I wrote A Standard for Love on August 22, 2016.
A Standard for Love
My brother and I are just over a year apart in age. We shared a bedroom when growing up. (We also shared the same parents.)
Sometimes we would stay awake, when we were supposedly going to sleep, and talk about the girls and women we loved. The girls were classmates around our ages (7 and 8) and the women were adult neighbors and teachers.
We had a standard, in the form of a question, that determined just how much we were in love with the person we were talking about. I don’t know which one of us came up with this standard/question, but we used it on each other. After one of us finished talking about the love of our life, the other would ask this question. “Yes” meant that it was a serious, everlasting love. “No” meant it was only a passing fancy.
One time I went on about Miss Lotsberg, my Grade 3 teacher. Oh how I loved Miss Lotsberg! She was pretty and pretty and oh so pretty! I knew that there was a chance for me because it was Miss Lotsberg. She was still single.

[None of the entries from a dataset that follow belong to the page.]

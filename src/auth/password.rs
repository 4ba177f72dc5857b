//! Credential Verifier
//! Mission: Salted bcrypt hashing with a configurable cost

use crate::auth::error::AuthError;
use bcrypt::{hash, verify};
use tracing::warn;

/// Cost factors bcrypt accepts
pub const MIN_BCRYPT_COST: u32 = 4;
pub const MAX_BCRYPT_COST: u32 = 31;

/// bcrypt hasher; the cost factor is fixed at construction
#[derive(Debug, Clone, Copy)]
pub struct PasswordHasher {
    cost: u32,
}

impl PasswordHasher {
    pub fn new(cost: u32) -> Self {
        Self { cost }
    }

    pub fn cost(&self) -> u32 {
        self.cost
    }

    pub fn hash(&self, password: &str) -> Result<String, AuthError> {
        hash(password, self.cost).map_err(|e| AuthError::Storage(format!("hashing failed: {}", e)))
    }

    /// Fails with `InvalidCredentials` on mismatch or an unreadable stored hash
    pub fn verify(&self, password: &str, stored_hash: &str) -> Result<(), AuthError> {
        match verify(password, stored_hash) {
            Ok(true) => Ok(()),
            Ok(false) => Err(AuthError::InvalidCredentials),
            Err(e) => {
                warn!("Stored password hash could not be checked: {}", e);
                Err(AuthError::InvalidCredentials)
            }
        }
    }
}

impl Default for PasswordHasher {
    fn default() -> Self {
        Self::new(bcrypt::DEFAULT_COST)
    }
}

My brother waited until I finished and then he asked, “Would you eat Miss Lotsberg’s poop?”
“Yes!” I said without hesitation. “Yes! Yes! Yes!”
There would have been doubt about the depth of my love if I had hesitated. And it would not have been a serious love at all if I had answered, “No.”
I don’t know when my brother and I outgrew the poop question as a standard for love. One day something, or someone, flushed it from our lives never to be asked again.